Stored items:
►
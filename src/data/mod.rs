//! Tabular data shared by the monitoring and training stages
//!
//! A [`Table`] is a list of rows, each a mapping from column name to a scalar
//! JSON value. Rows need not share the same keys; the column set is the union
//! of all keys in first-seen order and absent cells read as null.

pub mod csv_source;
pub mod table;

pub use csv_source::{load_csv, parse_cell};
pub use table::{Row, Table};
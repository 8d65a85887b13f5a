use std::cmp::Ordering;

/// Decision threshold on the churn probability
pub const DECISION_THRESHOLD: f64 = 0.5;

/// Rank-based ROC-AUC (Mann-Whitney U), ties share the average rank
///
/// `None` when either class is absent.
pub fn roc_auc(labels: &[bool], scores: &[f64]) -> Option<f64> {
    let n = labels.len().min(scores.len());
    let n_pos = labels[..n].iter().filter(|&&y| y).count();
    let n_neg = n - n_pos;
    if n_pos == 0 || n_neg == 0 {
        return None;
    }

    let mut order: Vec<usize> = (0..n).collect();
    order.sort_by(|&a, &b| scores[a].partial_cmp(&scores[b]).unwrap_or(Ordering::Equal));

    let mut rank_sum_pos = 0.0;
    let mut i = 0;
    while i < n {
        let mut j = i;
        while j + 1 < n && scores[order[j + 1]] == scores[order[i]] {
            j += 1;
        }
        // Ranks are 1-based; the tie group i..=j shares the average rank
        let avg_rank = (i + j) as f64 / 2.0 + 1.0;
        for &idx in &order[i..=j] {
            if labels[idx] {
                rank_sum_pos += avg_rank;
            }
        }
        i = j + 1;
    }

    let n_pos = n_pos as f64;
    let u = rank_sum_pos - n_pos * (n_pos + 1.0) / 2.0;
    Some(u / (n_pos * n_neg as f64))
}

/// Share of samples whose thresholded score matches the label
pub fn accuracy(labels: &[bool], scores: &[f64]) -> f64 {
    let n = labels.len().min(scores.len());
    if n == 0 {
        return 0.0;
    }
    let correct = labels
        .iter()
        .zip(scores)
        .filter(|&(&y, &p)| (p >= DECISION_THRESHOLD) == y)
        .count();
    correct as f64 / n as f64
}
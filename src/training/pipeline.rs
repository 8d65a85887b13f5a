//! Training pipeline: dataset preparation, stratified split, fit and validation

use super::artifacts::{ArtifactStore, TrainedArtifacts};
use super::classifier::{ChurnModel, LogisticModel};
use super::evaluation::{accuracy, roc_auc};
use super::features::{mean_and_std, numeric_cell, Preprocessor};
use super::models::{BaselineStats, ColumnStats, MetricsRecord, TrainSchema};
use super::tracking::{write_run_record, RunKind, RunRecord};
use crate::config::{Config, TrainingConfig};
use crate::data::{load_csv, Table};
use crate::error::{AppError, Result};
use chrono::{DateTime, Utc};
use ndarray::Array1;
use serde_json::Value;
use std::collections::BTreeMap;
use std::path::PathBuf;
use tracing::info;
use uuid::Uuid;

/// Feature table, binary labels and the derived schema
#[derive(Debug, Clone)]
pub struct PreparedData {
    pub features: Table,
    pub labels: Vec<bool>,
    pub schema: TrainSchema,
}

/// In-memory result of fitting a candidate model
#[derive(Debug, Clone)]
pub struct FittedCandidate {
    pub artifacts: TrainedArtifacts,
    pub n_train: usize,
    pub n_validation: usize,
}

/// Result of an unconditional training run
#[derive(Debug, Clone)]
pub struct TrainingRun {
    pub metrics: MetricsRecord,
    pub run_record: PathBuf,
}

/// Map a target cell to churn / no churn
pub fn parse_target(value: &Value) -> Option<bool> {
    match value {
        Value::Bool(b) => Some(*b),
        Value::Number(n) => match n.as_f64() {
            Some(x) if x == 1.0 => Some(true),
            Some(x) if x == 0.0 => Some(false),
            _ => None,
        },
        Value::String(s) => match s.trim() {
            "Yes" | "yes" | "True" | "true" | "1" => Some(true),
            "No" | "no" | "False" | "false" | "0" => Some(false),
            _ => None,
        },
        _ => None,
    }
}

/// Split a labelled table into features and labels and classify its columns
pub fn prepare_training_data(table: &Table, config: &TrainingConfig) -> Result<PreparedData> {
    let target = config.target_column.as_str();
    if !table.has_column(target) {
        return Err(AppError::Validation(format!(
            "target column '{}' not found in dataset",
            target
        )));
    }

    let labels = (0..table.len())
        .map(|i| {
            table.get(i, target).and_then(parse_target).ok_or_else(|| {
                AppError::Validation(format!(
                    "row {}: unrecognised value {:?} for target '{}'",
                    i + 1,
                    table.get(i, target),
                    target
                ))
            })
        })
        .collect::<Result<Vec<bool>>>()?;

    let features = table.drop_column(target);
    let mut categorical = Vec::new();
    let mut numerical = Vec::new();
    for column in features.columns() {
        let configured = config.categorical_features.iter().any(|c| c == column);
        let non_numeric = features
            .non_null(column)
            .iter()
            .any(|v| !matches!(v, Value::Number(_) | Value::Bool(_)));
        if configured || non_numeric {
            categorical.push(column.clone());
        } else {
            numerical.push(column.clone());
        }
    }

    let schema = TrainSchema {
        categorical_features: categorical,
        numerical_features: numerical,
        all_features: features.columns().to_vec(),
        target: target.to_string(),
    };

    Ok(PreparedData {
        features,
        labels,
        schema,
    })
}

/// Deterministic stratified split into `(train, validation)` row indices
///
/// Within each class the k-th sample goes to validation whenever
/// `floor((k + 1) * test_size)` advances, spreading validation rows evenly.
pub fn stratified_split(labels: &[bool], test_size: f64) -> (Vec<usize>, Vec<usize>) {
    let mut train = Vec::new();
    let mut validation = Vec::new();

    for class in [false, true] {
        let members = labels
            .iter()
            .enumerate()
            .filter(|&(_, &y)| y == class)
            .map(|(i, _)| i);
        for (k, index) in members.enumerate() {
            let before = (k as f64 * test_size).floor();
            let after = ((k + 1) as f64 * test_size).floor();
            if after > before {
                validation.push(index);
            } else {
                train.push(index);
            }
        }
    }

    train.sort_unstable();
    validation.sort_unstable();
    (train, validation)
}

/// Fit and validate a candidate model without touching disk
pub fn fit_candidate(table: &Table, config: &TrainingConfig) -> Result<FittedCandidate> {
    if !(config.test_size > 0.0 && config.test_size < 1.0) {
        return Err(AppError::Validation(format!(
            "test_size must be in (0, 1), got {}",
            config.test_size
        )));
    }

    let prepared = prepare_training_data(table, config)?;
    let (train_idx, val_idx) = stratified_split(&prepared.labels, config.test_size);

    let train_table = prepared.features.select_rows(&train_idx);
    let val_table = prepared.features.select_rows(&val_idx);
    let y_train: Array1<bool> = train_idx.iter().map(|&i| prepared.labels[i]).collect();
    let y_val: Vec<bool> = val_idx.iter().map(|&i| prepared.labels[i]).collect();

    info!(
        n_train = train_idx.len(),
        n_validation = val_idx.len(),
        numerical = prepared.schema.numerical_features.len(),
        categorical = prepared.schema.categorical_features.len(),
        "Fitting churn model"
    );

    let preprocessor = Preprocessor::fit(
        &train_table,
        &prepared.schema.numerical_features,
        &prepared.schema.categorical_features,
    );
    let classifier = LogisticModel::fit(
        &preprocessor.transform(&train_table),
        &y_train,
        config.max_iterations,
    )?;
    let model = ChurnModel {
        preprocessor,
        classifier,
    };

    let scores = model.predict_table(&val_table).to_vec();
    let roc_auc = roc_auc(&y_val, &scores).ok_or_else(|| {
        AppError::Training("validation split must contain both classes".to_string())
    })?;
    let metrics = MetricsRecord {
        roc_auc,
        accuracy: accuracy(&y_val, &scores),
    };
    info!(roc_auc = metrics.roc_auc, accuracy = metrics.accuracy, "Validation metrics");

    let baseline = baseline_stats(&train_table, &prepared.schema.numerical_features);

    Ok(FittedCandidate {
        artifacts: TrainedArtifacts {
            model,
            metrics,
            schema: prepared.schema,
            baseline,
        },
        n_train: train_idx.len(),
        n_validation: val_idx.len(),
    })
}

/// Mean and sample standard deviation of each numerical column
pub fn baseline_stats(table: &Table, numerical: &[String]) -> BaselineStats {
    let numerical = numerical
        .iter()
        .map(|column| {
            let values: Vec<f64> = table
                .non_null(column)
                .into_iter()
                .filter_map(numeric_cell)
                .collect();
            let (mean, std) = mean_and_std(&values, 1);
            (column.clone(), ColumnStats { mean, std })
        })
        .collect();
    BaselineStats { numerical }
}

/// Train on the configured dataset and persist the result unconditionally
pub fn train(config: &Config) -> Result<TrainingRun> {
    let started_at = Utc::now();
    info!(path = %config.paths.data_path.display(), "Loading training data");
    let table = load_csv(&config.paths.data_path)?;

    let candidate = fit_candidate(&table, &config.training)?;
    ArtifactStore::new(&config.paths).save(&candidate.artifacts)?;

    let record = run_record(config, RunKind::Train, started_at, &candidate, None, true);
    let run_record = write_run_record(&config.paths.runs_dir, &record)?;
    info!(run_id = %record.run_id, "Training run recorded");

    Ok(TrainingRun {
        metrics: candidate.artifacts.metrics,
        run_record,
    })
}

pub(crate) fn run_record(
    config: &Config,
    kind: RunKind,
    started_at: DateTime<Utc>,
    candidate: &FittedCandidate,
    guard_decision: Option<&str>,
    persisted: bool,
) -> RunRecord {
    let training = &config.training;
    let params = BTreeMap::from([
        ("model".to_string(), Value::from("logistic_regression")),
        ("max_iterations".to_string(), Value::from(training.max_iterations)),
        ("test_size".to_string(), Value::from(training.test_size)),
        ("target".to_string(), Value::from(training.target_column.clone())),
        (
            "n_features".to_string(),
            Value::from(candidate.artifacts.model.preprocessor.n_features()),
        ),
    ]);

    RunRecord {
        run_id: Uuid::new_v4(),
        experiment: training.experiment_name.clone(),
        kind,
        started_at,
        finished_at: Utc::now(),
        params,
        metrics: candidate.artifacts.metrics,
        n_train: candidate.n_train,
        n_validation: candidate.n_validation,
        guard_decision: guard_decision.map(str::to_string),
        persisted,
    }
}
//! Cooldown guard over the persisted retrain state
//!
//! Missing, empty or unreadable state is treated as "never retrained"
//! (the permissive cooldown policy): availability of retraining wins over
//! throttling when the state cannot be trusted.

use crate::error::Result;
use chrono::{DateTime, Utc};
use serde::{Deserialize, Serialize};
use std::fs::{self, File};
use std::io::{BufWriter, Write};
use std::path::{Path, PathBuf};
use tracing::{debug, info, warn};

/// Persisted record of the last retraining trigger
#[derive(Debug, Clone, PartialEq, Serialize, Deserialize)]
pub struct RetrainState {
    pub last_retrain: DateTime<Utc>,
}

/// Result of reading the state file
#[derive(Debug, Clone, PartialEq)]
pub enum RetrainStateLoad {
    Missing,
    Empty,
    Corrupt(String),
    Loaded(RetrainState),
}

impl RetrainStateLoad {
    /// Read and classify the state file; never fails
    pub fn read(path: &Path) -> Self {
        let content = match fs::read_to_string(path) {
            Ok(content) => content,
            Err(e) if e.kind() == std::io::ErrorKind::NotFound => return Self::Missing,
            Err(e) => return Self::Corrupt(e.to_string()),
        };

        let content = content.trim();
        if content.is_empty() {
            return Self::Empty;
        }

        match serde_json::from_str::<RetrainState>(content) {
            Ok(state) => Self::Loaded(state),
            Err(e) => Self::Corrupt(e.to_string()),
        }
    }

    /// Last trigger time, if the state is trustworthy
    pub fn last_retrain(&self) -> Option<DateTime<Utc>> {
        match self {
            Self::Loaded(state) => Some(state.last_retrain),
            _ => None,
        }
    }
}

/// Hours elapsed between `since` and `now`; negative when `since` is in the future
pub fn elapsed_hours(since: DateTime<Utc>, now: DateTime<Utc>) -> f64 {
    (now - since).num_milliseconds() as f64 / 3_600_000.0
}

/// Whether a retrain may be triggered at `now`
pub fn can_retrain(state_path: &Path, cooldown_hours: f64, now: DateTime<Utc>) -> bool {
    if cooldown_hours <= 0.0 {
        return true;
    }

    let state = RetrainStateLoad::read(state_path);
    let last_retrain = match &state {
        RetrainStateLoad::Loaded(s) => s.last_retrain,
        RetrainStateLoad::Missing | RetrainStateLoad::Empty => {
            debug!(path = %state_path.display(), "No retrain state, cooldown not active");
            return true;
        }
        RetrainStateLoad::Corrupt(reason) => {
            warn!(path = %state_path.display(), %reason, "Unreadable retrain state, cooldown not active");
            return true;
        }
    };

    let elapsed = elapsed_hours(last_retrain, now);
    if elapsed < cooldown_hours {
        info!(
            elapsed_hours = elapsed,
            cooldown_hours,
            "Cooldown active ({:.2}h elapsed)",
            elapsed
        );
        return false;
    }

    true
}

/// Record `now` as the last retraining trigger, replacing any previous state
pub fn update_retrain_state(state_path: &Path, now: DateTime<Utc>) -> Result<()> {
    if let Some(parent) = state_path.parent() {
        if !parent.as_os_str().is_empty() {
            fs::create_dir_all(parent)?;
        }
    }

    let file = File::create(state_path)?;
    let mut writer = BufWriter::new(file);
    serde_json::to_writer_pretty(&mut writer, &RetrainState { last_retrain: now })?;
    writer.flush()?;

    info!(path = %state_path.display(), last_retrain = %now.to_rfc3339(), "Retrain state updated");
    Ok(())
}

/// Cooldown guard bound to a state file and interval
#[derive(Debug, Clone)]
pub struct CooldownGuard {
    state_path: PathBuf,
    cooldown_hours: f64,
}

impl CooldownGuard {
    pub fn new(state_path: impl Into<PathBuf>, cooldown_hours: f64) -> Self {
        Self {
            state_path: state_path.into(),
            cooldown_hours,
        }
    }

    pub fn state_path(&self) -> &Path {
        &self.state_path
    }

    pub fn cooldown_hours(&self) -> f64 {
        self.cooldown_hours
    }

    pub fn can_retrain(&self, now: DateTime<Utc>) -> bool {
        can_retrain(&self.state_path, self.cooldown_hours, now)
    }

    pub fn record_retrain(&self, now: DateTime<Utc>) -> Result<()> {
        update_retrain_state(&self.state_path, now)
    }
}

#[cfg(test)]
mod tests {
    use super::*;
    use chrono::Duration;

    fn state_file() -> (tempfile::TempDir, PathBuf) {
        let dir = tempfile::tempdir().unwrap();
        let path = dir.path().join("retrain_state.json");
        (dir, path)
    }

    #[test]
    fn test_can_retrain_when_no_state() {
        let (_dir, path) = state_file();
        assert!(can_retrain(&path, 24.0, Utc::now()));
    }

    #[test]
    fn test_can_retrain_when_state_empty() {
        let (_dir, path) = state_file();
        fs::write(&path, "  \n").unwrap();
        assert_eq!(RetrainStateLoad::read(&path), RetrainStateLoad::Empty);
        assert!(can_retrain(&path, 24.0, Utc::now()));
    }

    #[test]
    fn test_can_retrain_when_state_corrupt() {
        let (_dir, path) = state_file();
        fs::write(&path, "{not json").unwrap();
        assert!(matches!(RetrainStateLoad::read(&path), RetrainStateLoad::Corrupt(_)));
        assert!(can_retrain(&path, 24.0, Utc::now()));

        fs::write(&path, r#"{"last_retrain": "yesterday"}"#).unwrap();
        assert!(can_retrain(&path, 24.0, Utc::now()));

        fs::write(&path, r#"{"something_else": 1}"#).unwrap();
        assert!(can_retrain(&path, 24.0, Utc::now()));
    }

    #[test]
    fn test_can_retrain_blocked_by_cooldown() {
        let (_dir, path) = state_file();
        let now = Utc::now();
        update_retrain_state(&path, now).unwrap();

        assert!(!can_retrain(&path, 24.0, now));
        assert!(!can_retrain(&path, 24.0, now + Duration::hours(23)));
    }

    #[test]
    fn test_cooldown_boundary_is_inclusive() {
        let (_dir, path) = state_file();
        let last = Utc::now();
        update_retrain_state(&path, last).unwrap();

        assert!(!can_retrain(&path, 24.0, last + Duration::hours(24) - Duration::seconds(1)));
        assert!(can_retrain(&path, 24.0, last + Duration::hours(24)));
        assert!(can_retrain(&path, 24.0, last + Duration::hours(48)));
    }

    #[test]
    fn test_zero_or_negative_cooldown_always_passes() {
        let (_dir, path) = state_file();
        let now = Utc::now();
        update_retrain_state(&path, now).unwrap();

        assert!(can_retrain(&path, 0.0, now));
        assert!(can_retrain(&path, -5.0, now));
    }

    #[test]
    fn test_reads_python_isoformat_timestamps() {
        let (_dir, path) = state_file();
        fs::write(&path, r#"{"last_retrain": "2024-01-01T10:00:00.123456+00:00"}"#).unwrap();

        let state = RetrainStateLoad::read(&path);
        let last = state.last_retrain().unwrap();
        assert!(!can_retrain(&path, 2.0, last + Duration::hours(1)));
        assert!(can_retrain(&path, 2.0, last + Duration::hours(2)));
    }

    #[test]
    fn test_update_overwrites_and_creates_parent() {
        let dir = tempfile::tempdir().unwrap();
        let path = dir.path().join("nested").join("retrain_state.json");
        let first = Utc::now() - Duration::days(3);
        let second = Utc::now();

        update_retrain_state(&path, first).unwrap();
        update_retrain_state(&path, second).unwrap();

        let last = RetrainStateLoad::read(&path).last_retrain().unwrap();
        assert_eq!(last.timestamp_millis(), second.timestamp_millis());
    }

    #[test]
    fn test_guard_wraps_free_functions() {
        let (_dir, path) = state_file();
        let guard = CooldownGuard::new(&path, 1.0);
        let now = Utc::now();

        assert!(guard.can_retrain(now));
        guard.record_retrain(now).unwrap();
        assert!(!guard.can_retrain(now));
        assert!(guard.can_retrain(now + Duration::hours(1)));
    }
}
◄
→ **Exercise details**: Find the word "ChurnModel" in the data and show each line that holds it.

→ **Solution to this task**:
use super::classifier::{ChurnModel, LogisticModel};
    let model = ChurnModel {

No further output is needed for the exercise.